The Pentagon on Wednesday declared that the first phase of military operations against the Islamic State in Iraq and Syria (ISIS) is over and the second phase is underway.
“Our enemy has been weakened, and we are now working to fracture,” said Col. Steve Warren, the spokesman for the U.S.-led coalition fighting ISIS. “Phase one of the military campaign is complete, and we are now in phase two, which is to dismantle this enemy.
{mosads}“We believe that by degrading them in phase one and then dismantling them in phase two, we believe that that will set us up for phase three, which, of course, is the ultimate defeat of this enemy,” he added.
Phase one focused on stopping ISIS from advancing and eliminating the group’s ability to operate as a conventional force, Warren said.

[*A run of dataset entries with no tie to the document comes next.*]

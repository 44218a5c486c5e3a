// tests/config_loading.rs

use std::fs;
use std::time::Duration;

use taskstack::config::{load_and_validate, load_or_default};
use taskstack::errors::TaskstackError;
use taskstack_test_utils::builders::ConfigFileBuilder;

#[test]
fn full_config_file_is_loaded() {
    let dir = tempfile::tempdir().unwrap();
    let path = dir.path().join("Taskstack.toml");
    fs::write(
        &path,
        r#"
[config]
concurrent = 6
poll_interval = "250ms"
bin_dir = "/opt/app/bin"
program = "/opt/app/bin/console"
args = ["--env", "prod"]
"#,
    )
    .unwrap();

    let cfg = load_and_validate(&path).unwrap();
    assert_eq!(cfg.config.concurrent, 6);
    assert_eq!(cfg.config.poll_interval, Duration::from_millis(250));
    assert_eq!(cfg.config.bin_dir.to_str(), Some("/opt/app/bin"));
    assert_eq!(cfg.config.args, vec!["--env", "prod"]);
}

#[test]
fn missing_file_means_defaults() {
    let dir = tempfile::tempdir().unwrap();
    let cfg = load_or_default(dir.path().join("absent.toml")).unwrap();
    assert_eq!(cfg.config.concurrent, 3);
    assert_eq!(cfg.config.poll_interval, Duration::from_secs(1));

    let err = load_and_validate(dir.path().join("absent.toml")).unwrap_err();
    assert!(matches!(err, TaskstackError::IoError(_)));
}

#[test]
fn invalid_values_are_config_errors() {
    let dir = tempfile::tempdir().unwrap();
    let path = dir.path().join("Taskstack.toml");
    fs::write(&path, "[config]\nconcurrent = 0\n").unwrap();

    let err = load_or_default(&path).unwrap_err();
    assert!(matches!(err, TaskstackError::ConfigError(_)));
}

#[test]
fn builder_produces_validated_config() {
    let cfg = ConfigFileBuilder::new()
        .concurrent(2)
        .poll_interval("5ms")
        .program("php", &["bin/console"])
        .build();

    assert_eq!(cfg.config.concurrent, 2);
    assert_eq!(cfg.config.poll_interval, Duration::from_millis(5));
    assert_eq!(cfg.config.args, vec!["bin/console"]);
}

Successes in the first phase include the recapture of about 40 percent of the territory ISIS once held and the elimination of leaders and income sources, he added.

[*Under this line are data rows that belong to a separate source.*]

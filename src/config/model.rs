// src/config/model.rs

use std::path::PathBuf;
use std::time::Duration;

use serde::Deserialize;

pub const DEFAULT_CONCURRENT: usize = 3;
pub const DEFAULT_POLL_INTERVAL: Duration = Duration::from_secs(1);

/// Configuration as read from TOML, before validation.
///
/// ```toml
/// [config]
/// concurrent = 3
/// poll_interval = "500ms"
/// bin_dir = "."
/// program = "./target/release/taskstack"
/// args = []
/// ```
///
/// Every key is optional.
#[derive(Debug, Clone, Default, Deserialize)]
#[serde(deny_unknown_fields)]
pub struct RawConfigFile {
    #[serde(default)]
    pub config: RawConfigSection,
}

/// Raw `[config]` section.
#[derive(Debug, Clone, Default, Deserialize)]
#[serde(deny_unknown_fields)]
pub struct RawConfigSection {
    /// Maximum number of task processes alive at once.
    pub concurrent: Option<usize>,

    /// Sleep between scheduler iterations, e.g. `"1s"` or `"250ms"`.
    pub poll_interval: Option<String>,

    /// Working directory of task processes.
    pub bin_dir: Option<PathBuf>,

    /// Executable started for every task; defaults to the running binary.
    pub program: Option<PathBuf>,

    /// Arguments passed before the task name.
    #[serde(default)]
    pub args: Vec<String>,
}

/// Validated configuration.
///
/// Only constructed through `TryFrom<RawConfigFile>` or [`Default`].
#[derive(Debug, Clone, Default)]
pub struct ConfigFile {
    pub config: ConfigSection,
}

#[derive(Debug, Clone)]
pub struct ConfigSection {
    pub concurrent: usize,
    pub poll_interval: Duration,
    pub bin_dir: PathBuf,
    pub program: Option<PathBuf>,
    pub args: Vec<String>,
}

impl Default for ConfigSection {
    fn default() -> Self {
        Self {
            concurrent: DEFAULT_CONCURRENT,
            poll_interval: DEFAULT_POLL_INTERVAL,
            bin_dir: PathBuf::from("."),
            program: None,
            args: Vec::new(),
        }
    }
}

impl ConfigFile {
    pub(crate) fn new_unchecked(config: ConfigSection) -> Self {
        Self { config }
    }
}
// src/task/counters.rs

use crate::protocol::Fields;
use crate::task::TaskResult;

/// Running success/skip/error tallies of a task.
#[derive(Debug, Default, Clone, Copy, PartialEq, Eq)]
pub struct ResultCounters {
    pub success: u64,
    pub skip: u64,
    pub error: u64,
}

impl ResultCounters {
    pub fn record<T>(&mut self, result: &TaskResult<T>) {
        match result {
            TaskResult::Success { .. } => self.success += 1,
            TaskResult::Skip { .. } => self.skip += 1,
            TaskResult::Error { .. } => self.error += 1,
        }
    }

    pub fn total(&self) -> u64 {
        self.success + self.skip + self.error
    }

    /// `success`/`skip`/`error` extra fields for a progress line.
    pub fn fields(&self) -> Fields {
        let mut fields = Fields::new();
        fields.insert("success".into(), self.success.to_string());
        fields.insert("skip".into(), self.skip.to_string());
        fields.insert("error".into(), self.error.to_string());
        fields
    }
}

#[cfg(test)]
mod tests {
    use super::*;

    #[test]
    fn records_each_variant() {
        let mut counters = ResultCounters::default();
        counters.record(&TaskResult::success());
        counters.record(&TaskResult::<()>::skip("dup"));
        counters.record(&TaskResult::<()>::error("bad"));
        counters.record(&TaskResult::success());

        assert_eq!(counters, ResultCounters { success: 2, skip: 1, error: 1 });
        assert_eq!(counters.total(), 4);
        assert_eq!(counters.fields()["success"], "2");
    }
}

“While ISIL can still put together some complex attacks, they have not been able to take hold of any key terrain for almost a year now,” Warren said, using an alternate acronym for ISIS.

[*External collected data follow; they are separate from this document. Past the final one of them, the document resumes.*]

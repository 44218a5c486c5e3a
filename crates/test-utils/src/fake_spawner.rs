use std::collections::HashMap;
use std::sync::{Arc, Mutex};

use tokio::sync::mpsc;
use taskstack::dag::ScheduledTask;
use taskstack::engine::{OutputChunk, StreamKind};
use taskstack::errors::{Result, TaskstackError};
use taskstack::exec::{ProcessHandle, ProcessSpawner};

/// What a fake task process does.
#[derive(Debug, Clone)]
pub struct Script {
    /// Chunks sent right after spawning, in order.
    pub chunks: Vec<(StreamKind, String)>,
    pub exit_code: i32,
    /// Number of `try_exit` polls answered with "still running".
    pub polls_alive: usize,
    pub fail_spawn: bool,
}

impl Default for Script {
    fn default() -> Self {
        Self {
            chunks: Vec::new(),
            exit_code: 0,
            polls_alive: 1,
            fail_spawn: false,
        }
    }
}

impl Script {
    pub fn stdout(mut self, chunk: &str) -> Self {
        self.chunks.push((StreamKind::Stdout, chunk.to_string()));
        self
    }

    pub fn stderr(mut self, chunk: &str) -> Self {
        self.chunks.push((StreamKind::Stderr, chunk.to_string()));
        self
    }

    pub fn exit(mut self, code: i32) -> Self {
        self.exit_code = code;
        self
    }

    pub fn alive_for(mut self, polls: usize) -> Self {
        self.polls_alive = polls;
        self
    }

    pub fn fail_spawn(mut self) -> Self {
        self.fail_spawn = true;
        self
    }
}

/// Lifecycle event recorded by the fake.
#[derive(Debug, Clone, PartialEq, Eq)]
pub enum ProcessEvent {
    Started(String),
    Exited(String),
}

/// Shared event log of a [`FakeSpawner`].
#[derive(Debug, Clone, Default)]
pub struct ProcessLog(Arc<Mutex<Vec<ProcessEvent>>>);

impl ProcessLog {
    fn push(&self, event: ProcessEvent) {
        self.0.lock().unwrap().push(event);
    }

    pub fn events(&self) -> Vec<ProcessEvent> {
        self.0.lock().unwrap().clone()
    }

    pub fn started(&self) -> Vec<String> {
        self.events()
            .into_iter()
            .filter_map(|e| match e {
                ProcessEvent::Started(name) => Some(name),
                _ => None,
            })
            .collect()
    }

    pub fn index_of(&self, event: &ProcessEvent) -> Option<usize> {
        self.events().iter().position(|e| e == event)
    }

    /// Highest number of processes alive at the same time.
    pub fn max_alive(&self) -> usize {
        let mut alive = 0usize;
        let mut max = 0;
        for event in self.events() {
            match event {
                ProcessEvent::Started(_) => {
                    alive += 1;
                    max = max.max(alive);
                }
                ProcessEvent::Exited(_) => alive = alive.saturating_sub(1),
            }
        }
        max
    }
}

/// Spawner that plays back scripted processes instead of running commands.
///
/// Tasks without a script exit with 0 after one poll.
#[derive(Debug, Default)]
pub struct FakeSpawner {
    scripts: HashMap<String, Script>,
    log: ProcessLog,
}

impl FakeSpawner {
    pub fn new() -> Self {
        Self::default()
    }

    pub fn script(mut self, task: &str, script: Script) -> Self {
        self.scripts.insert(task.to_string(), script);
        self
    }

    pub fn log(&self) -> ProcessLog {
        self.log.clone()
    }
}

impl ProcessSpawner for FakeSpawner {
    fn spawn(
        &mut self,
        task: &ScheduledTask,
        output_tx: mpsc::Sender<OutputChunk>,
    ) -> Result<Box<dyn ProcessHandle>> {
        let script = self.scripts.get(&task.name).cloned().unwrap_or_default();
        if script.fail_spawn {
            return Err(TaskstackError::Other(anyhow::anyhow!(
                "no such program for {}",
                task.name
            )));
        }

        self.log.push(ProcessEvent::Started(task.name.clone()));
        for (stream, chunk) in script.chunks {
            output_tx
                .try_send(OutputChunk {
                    task: task.name.clone(),
                    stream,
                    chunk,
                })
                .map_err(|e| TaskstackError::Other(anyhow::anyhow!("output channel: {e}")))?;
        }

        Ok(Box::new(FakeProcess {
            name: task.name.clone(),
            polls_left: script.polls_alive,
            exit_code: script.exit_code,
            log: self.log.clone(),
        }))
    }
}

struct FakeProcess {
    name: String,
    polls_left: usize,
    exit_code: i32,
    log: ProcessLog,
}

impl ProcessHandle for FakeProcess {
    fn try_exit(&mut self) -> Result<Option<Option<i32>>> {
        if self.polls_left > 0 {
            self.polls_left -= 1;
            return Ok(None);
        }
        self.log.push(ProcessEvent::Exited(self.name.clone()));
        Ok(Some(Some(self.exit_code)))
    }
}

The second phase now underway is focused on fragmenting ISIS and liberating strategically important territory, he said.
In Iraq, that means operations to retake Mosul. In preparation for Mosul, Iraqi forces retook Hit, raising the Iraqi flag there Monday. The coalition estimates the city is 75 percent cleared of ISIS fighters, Warren said.
Fighting in the Tigris River Valley is intense now, Warren said, because ISIS knows territory there is essential to protect Mosul.
“The enemy knows that once they lose this territory, the Iraqi Security Forces will be able to posture for the eventual liberation of Mosul,” he said.
In Syria, the second phase is centered on isolating Raqqa, he said. Recent developments in that effort include liberating more than a dozen small villages that take away ISIS’s “last, best” route to move people, money and supplies in Syria and Iraq, he said.
Warren pushed back on the idea that fracturing ISIS in the second phase will cause fighters to scatter into other areas, such as North Africa and Europe.
“This idea that somehow by beating them that they’re becoming more dangerous is, in my view, ludicrous,” he said. “I mean, it’s stupid. Nobody is really thinking about it. As we continue to dismantle and defeat this enemy, they become automatically less capable. They become less effective.
“If they don’t have a place where they can sit around and plan their external attack, if they don’t have funds coming in that allows them to fund their external desires, if they don’t have the command and control, the ability to talk to each other and synchronize their external operations, they are by definition less effective.”